I may say this every year when December 30th comes, but I’ll say it again, “I just can’t believe the year has already come to an end!” So much has happened through one more year of introducing tenkara to the US that a big chunk of it just blurs together. It is a strange feeling. But, luckily we can look back at all our 2013 blog posts and relive the year. Here are the posts that saw the most view and/or most comments this year:
1) The More You Know the Less You Need: Some specific examples of things which tenkara show you you do not need.
2) Tenkara Podcast: If you’re looking for something to listen to while you drive or work, checkout the first Tenkara USA podcast which we recorded with Jason Klass from Tenkara Talk.
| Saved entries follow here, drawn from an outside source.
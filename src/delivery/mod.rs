//! Deferred reply delivery: the orchestrator and the queue that schedules it.

pub mod orchestrator;
pub mod queue;

#[cfg(test)]
pub(crate) mod test_support;

pub use orchestrator::{DEFAULT_DELIVERY_TIMEOUT, DeliveryJob, Orchestrator};
pub use queue::{DeliveryQueue, DeliveryWorker, spawn_delivery_worker};
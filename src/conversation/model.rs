//! Speaker, conversation and utterance records.

use chrono::{DateTime, Utc};
use serde::{Deserialize, Serialize};
use uuid::Uuid;

use crate::error::DatabaseError;

/// Mint a new opaque id: 32 lowercase hex characters.
pub fn new_id() -> String {
    Uuid::new_v4().simple().to_string()
}

/// A participant — a human user or the bot that answers them.
#[derive(Debug, Clone, PartialEq, Serialize, Deserialize)]
pub struct Speaker {
    pub id: String,
    pub metadata: serde_json::Value,
    pub created_at: DateTime<Utc>,
}

/// Lifecycle of a conversation.
#[derive(Debug, Clone, Copy, PartialEq, Eq, Serialize, Deserialize)]
#[serde(rename_all = "snake_case")]
pub enum ConversationStatus {
    /// Accepting new utterances. At most one per owner.
    Open,
    /// Reserved; nothing transitions here yet.
    Closed,
}

impl ConversationStatus {
    pub fn as_str(&self) -> &'static str {
        match self {
            Self::Open => "open",
            Self::Closed => "closed",
        }
    }
}

impl std::fmt::Display for ConversationStatus {
    fn fmt(&self, f: &mut std::fmt::Formatter<'_>) -> std::fmt::Result {
        f.write_str(self.as_str())
    }
}

impl std::str::FromStr for ConversationStatus {
    type Err = DatabaseError;
    fn from_str(s: &str) -> Result<Self, Self::Err> {
        match s {
            "open" => Ok(Self::Open),
            "closed" => Ok(Self::Closed),
            _ => Err(DatabaseError::Integrity(format!(
                "unknown conversation status: {s}"
            ))),
        }
    }
}

/// A thread owned by one speaker.
#[derive(Debug, Clone, PartialEq, Serialize, Deserialize)]
pub struct Conversation {
    pub id: String,
    pub owner_speaker_id: String,
    pub status: ConversationStatus,
    pub last_activity_at: DateTime<Utc>,
    pub metadata: serde_json::Value,
    pub created_at: DateTime<Utc>,
}

/// Status of an utterance.
///
/// `Received` is terminal at creation. A reply starts `Queued` and ends in
/// exactly one of `Sent` or `Failed`.
#[derive(Debug, Clone, Copy, PartialEq, Eq, Hash, Serialize, Deserialize)]
#[serde(rename_all = "snake_case")]
pub enum UtteranceStatus {
    /// Inbound message from the user.
    Received,
    /// Reply accepted; text may still be pending generation.
    Queued,
    /// Reply handed to the outbound channel.
    Sent,
    /// Reply could not be produced or delivered.
    Failed,
}

impl UtteranceStatus {
    pub const ALL: [Self; 4] = [Self::Received, Self::Queued, Self::Sent, Self::Failed];

    pub fn as_str(&self) -> &'static str {
        match self {
            Self::Received => "received",
            Self::Queued => "queued",
            Self::Sent => "sent",
            Self::Failed => "failed",
        }
    }

    /// No further transitions are allowed out of this status.
    pub fn is_terminal(&self) -> bool {
        !matches!(self, Self::Queued)
    }
}

impl std::fmt::Display for UtteranceStatus {
    fn fmt(&self, f: &mut std::fmt::Formatter<'_>) -> std::fmt::Result {
        f.write_str(self.as_str())
    }
}

impl std::str::FromStr for UtteranceStatus {
    type Err = DatabaseError;
    fn from_str(s: &str) -> Result<Self, Self::Err> {
        match s {
            "received" => Ok(Self::Received),
            "queued" => Ok(Self::Queued),
            "sent" => Ok(Self::Sent),
            "failed" => Ok(Self::Failed),
            _ => Err(DatabaseError::Integrity(format!(
                "unknown utterance status: {s}"
            ))),
        }
    }
}

/// One turn in a conversation.
#[derive(Debug, Clone, PartialEq, Serialize, Deserialize)]
pub struct Utterance {
    pub id: String,
    pub conversation_id: String,
    pub speaker_id: String,
    /// `None` while a reply is waiting for generation.
    pub text: Option<String>,
    /// The utterance this one answers. Lookup only, no ownership.
    pub reply_to_id: Option<String>,
    pub status: UtteranceStatus,
    /// Bounded diagnostic, only set when `status` is `Failed`.
    pub error: Option<String>,
    pub timestamp: DateTime<Utc>,
    pub created_at: DateTime<Utc>,
}
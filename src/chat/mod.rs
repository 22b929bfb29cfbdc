//! Chat request handling and its HTTP surface.

pub mod auth;
pub mod routes;
pub mod service;

pub use routes::{AppState, chat_routes};
pub use service::{ChatQueued, ChatRequest, ChatService, MAX_USER_ID_LENGTH};
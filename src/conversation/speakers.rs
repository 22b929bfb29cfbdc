//! Identity resolution — user and bot speakers.

use libsql::params;
use tracing::debug;

use crate::conversation::model::Speaker;
use crate::error::DatabaseError;
use crate::store::UnitOfWork;
use crate::store::libsql_backend::{
    format_datetime, metadata_to_text, now, parse_datetime, text_to_metadata, write_error,
};

const SPEAKER_COLUMNS: &str = "id, metadata, created_at";

/// Id of the automated counterpart that answers `user_id`.
pub fn bot_id_for(user_id: &str) -> String {
    format!("bot:{user_id}")
}

fn row_to_speaker(row: &libsql::Row) -> Result<Speaker, libsql::Error> {
    let metadata: String = row.get(1)?;
    let created: String = row.get(2)?;
    Ok(Speaker {
        id: row.get(0)?,
        metadata: text_to_metadata(&metadata),
        created_at: parse_datetime(&created),
    })
}

/// Look up a speaker by id.
pub async fn find_speaker(uow: &UnitOfWork, id: &str) -> Result<Option<Speaker>, DatabaseError> {
    let mut rows = uow
        .query(
            &format!("SELECT {SPEAKER_COLUMNS} FROM speakers WHERE id = ?1"),
            params![id],
        )
        .await
        .map_err(|e| DatabaseError::Query(format!("find_speaker: {e}")))?;

    match rows.next().await {
        Ok(Some(row)) => row_to_speaker(&row)
            .map(Some)
            .map_err(|e| DatabaseError::Query(format!("find_speaker row parse: {e}"))),
        Ok(None) => Ok(None),
        Err(e) => Err(DatabaseError::Query(format!("find_speaker: {e}"))),
    }
}

/// Return the speaker with `speaker_id`, inserting it with `metadata` if absent.
///
/// A concurrent insert of the same id is absorbed by `ON CONFLICT DO NOTHING`;
/// the re-read then returns whichever row won.
pub async fn resolve_or_create(
    uow: &UnitOfWork,
    speaker_id: &str,
    metadata: serde_json::Value,
) -> Result<Speaker, DatabaseError> {
    if let Some(existing) = find_speaker(uow, speaker_id).await? {
        return Ok(existing);
    }

    let inserted = uow
        .execute(
            "INSERT INTO speakers (id, metadata, created_at) VALUES (?1, ?2, ?3)
             ON CONFLICT (id) DO NOTHING",
            params![
                speaker_id,
                metadata_to_text(&metadata)?,
                format_datetime(&now())
            ],
        )
        .await
        .map_err(|e| write_error("insert_speaker", e))?;

    if inserted > 0 {
        debug!(speaker_id, "Speaker created");
    }

    find_speaker(uow, speaker_id).await?.ok_or_else(|| {
        DatabaseError::Consistency(format!("speaker {speaker_id} missing after insert"))
    })
}

/// Resolve the human speaker for `user_id`.
pub async fn resolve_user(uow: &UnitOfWork, user_id: &str) -> Result<Speaker, DatabaseError> {
    resolve_or_create(uow, user_id, serde_json::json!({ "type": "user" })).await
}

/// Resolve the bot speaker paired with `user_id`.
pub async fn resolve_bot(uow: &UnitOfWork, user_id: &str) -> Result<Speaker, DatabaseError> {
    resolve_or_create(uow, &bot_id_for(user_id), serde_json::json!({ "type": "bot" })).await
}

/// Total number of speakers.
pub async fn count_speakers(uow: &UnitOfWork) -> Result<i64, DatabaseError> {
    let mut rows = uow
        .query("SELECT COUNT(*) FROM speakers", ())
        .await
        .map_err(|e| DatabaseError::Query(format!("count_speakers: {e}")))?;
    match rows.next().await {
        Ok(Some(row)) => row
            .get(0)
            .map_err(|e| DatabaseError::Query(format!("count_speakers: {e}"))),
        Ok(None) => Ok(0),
        Err(e) => Err(DatabaseError::Query(format!("count_speakers: {e}"))),
    }
}
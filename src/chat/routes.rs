//! HTTP surface: liveness endpoints and `POST /chat`.

use axum::{
    Json, Router,
    extract::{State, rejection::JsonRejection},
    http::{HeaderMap, StatusCode},
    response::{IntoResponse, Response},
    routing::{get, post},
};
use secrecy::SecretString;
use tower_http::trace::TraceLayer;
use tracing::{error, warn};

use super::auth::require_bearer;
use super::service::{ChatRequest, ChatService};
use crate::error::Error;

/// Application state shared across handlers.
#[derive(Clone)]
pub struct AppState {
    pub chat: ChatService,
    pub api_token: SecretString,
}

/// Build the Axum router.
pub fn chat_routes(chat: ChatService, api_token: SecretString) -> Router {
    let state = AppState { chat, api_token };

    Router::new()
        .route("/", get(root))
        .route("/health", get(health))
        .route("/chat", post(chat_handler))
        .layer(TraceLayer::new_for_http())
        .with_state(state)
}

// ── Liveness ────────────────────────────────────────────────────────────

async fn root() -> impl IntoResponse {
    Json(serde_json::json!({
        "message": "Texet API is running.",
        "timestamp": chrono::Utc::now().to_rfc3339(),
    }))
}

async fn health(State(state): State<AppState>) -> impl IntoResponse {
    let database = match state.chat.store().ping().await {
        Ok(()) => "ok",
        Err(e) => {
            warn!(error = %e, "Health check: database unavailable");
            "unavailable"
        }
    };
    Json(serde_json::json!({
        "status": "ok",
        "database": database,
    }))
}

// ── Chat ────────────────────────────────────────────────────────────────

async fn chat_handler(
    State(state): State<AppState>,
    headers: HeaderMap,
    payload: Result<Json<ChatRequest>, JsonRejection>,
) -> Response {
    if let Err(rejection) = require_bearer(&headers, &state.api_token) {
        return rejection.into_response();
    }

    let Json(request) = match payload {
        Ok(payload) => payload,
        Err(rejection) => {
            return (
                StatusCode::UNPROCESSABLE_ENTITY,
                Json(serde_json::json!({"detail": rejection.body_text()})),
            )
                .into_response();
        }
    };

    match state.chat.handle(request).await {
        Ok(queued) => (StatusCode::ACCEPTED, Json(queued)).into_response(),
        Err(e) => ApiError(e).into_response(),
    }
}

/// Maps crate errors onto HTTP statuses.
struct ApiError(Error);

impl IntoResponse for ApiError {
    fn into_response(self) -> Response {
        let (status, detail) = match &self.0 {
            Error::Validation(e) => (StatusCode::UNPROCESSABLE_ENTITY, e.to_string()),
            e if e.is_not_found() => (StatusCode::NOT_FOUND, e.to_string()),
            e => {
                error!(category = e.category(), error = %e, "Chat request failed");
                (
                    StatusCode::INTERNAL_SERVER_ERROR,
                    "Internal server error".to_string(),
                )
            }
        };
        (status, Json(serde_json::json!({"detail": detail}))).into_response()
    }
}

#[cfg(test)]
mod tests {
    use std::sync::Arc;

    use axum::body::Body;
    use axum::http::{Request, header};
    use serde_json::Value;
    use tower::ServiceExt;

    use super::*;
    use crate::config::MessageBounds;
    use crate::delivery::spawn_delivery_worker;
    use crate::delivery::test_support::{Harness, RecordingChannel};
    use crate::error::{DatabaseError, ValidationError};

    const TOKEN: &str = "test-token";

    fn app(h: &Harness, token: &str) -> Router {
        let orchestrator = h.orchestrator(Arc::new(RecordingChannel::default()));
        let (queue, _worker) = spawn_delivery_worker(Arc::new(orchestrator), 2);
        let service = ChatService::new(h.store.clone(), queue, MessageBounds::default());
        chat_routes(service, SecretString::from(token.to_string()))
    }

    fn post_chat(auth: Option<&str>, body: &str) -> Request<Body> {
        let mut builder = Request::post("/chat").header(header::CONTENT_TYPE, "application/json");
        if let Some(auth) = auth {
            builder = builder.header(header::AUTHORIZATION, auth);
        }
        builder.body(Body::from(body.to_string())).unwrap()
    }

    async fn json_body(resp: Response) -> Value {
        let bytes = axum::body::to_bytes(resp.into_body(), usize::MAX)
            .await
            .unwrap();
        serde_json::from_slice(&bytes).unwrap()
    }

    #[tokio::test]
    async fn root_and_health() {
        let h = Harness::new().await;
        let app = app(&h, TOKEN);

        let resp = app
            .clone()
            .oneshot(Request::get("/").body(Body::empty()).unwrap())
            .await
            .unwrap();
        assert_eq!(resp.status(), StatusCode::OK);
        let body = json_body(resp).await;
        assert_eq!(body["message"], "Texet API is running.");
        assert!(body["timestamp"].is_string());

        let resp = app
            .oneshot(Request::get("/health").body(Body::empty()).unwrap())
            .await
            .unwrap();
        let body = json_body(resp).await;
        assert_eq!(body["status"], "ok");
        assert_eq!(body["database"], "ok");
    }

    #[tokio::test]
    async fn chat_is_accepted() {
        let h = Harness::new().await;
        let resp = app(&h, TOKEN)
            .oneshot(post_chat(
                Some("Bearer test-token"),
                r#"{"user_id": "u1", "message": "hello"}"#,
            ))
            .await
            .unwrap();

        assert_eq!(resp.status(), StatusCode::ACCEPTED);
        let body = json_body(resp).await;
        assert_eq!(body["status"], "queued");
        assert_eq!(body["conversation_id"].as_str().unwrap().len(), 32);
        assert_eq!(body["reply_utterance_id"].as_str().unwrap().len(), 32);
        assert!(body.get("text").is_none());
    }

    #[tokio::test]
    async fn chat_requires_auth() {
        let h = Harness::new().await;
        let body = r#"{"user_id": "u1", "message": "hello"}"#;

        let resp = app(&h, TOKEN).oneshot(post_chat(None, body)).await.unwrap();
        assert_eq!(resp.status(), StatusCode::UNAUTHORIZED);
        assert_eq!(resp.headers()[header::WWW_AUTHENTICATE], "Bearer");

        let resp = app(&h, TOKEN)
            .oneshot(post_chat(Some("Bearer wrong"), body))
            .await
            .unwrap();
        assert_eq!(resp.status(), StatusCode::UNAUTHORIZED);

        let resp = app(&h, "")
            .oneshot(post_chat(Some("Bearer test-token"), body))
            .await
            .unwrap();
        assert_eq!(resp.status(), StatusCode::INTERNAL_SERVER_ERROR);
        assert_eq!(json_body(resp).await["detail"], "API_TOKEN is not set.");
    }

    #[tokio::test]
    async fn malformed_payloads_are_unprocessable() {
        let h = Harness::new().await;
        let auth = Some("Bearer test-token");
        for body in [
            r#"{"user_id": "u1"}"#,
            r#"{"user_id": "u1", "message": "hi", "extra": true}"#,
            r#"{"user_id": "u1", "message": "   "}"#,
            "not json",
        ] {
            let resp = app(&h, TOKEN).oneshot(post_chat(auth, body)).await.unwrap();
            assert_eq!(resp.status(), StatusCode::UNPROCESSABLE_ENTITY, "{body}");
        }
    }

    #[tokio::test]
    async fn error_status_mapping() {
        let validation = ApiError(ValidationError::Missing { field: "message" }.into());
        assert_eq!(
            validation.into_response().status(),
            StatusCode::UNPROCESSABLE_ENTITY
        );

        let missing = ApiError(DatabaseError::not_found("utterance", "x").into());
        assert_eq!(missing.into_response().status(), StatusCode::NOT_FOUND);

        let internal = ApiError(DatabaseError::Query("boom".into()).into());
        let resp = internal.into_response();
        assert_eq!(resp.status(), StatusCode::INTERNAL_SERVER_ERROR);
        assert_eq!(json_body(resp).await["detail"], "Internal server error");
    }
}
3)Tenkara Testimonials: With the Fly Fishing Show season just about to start again, checkout this video we made the last year’s Fly Fishing Show where we asked people what they thought about tenkara.
4) In Search of Tenkara [VIDEOS]: In 2013 I made a series of 3 videos titled “In Search of Tenkara” where I tried understanding more of what made tenkara, tenkara.
5) The Last Commercial Tenkara Angler, Bunpei Sonehara: one of our most popular posts this year was the story written by Bunpei Sonehara, largely considered to be the last commercial tenkara anglers in Japan. We translated the story to give folks a glimpse of what tenkara was like back in the day.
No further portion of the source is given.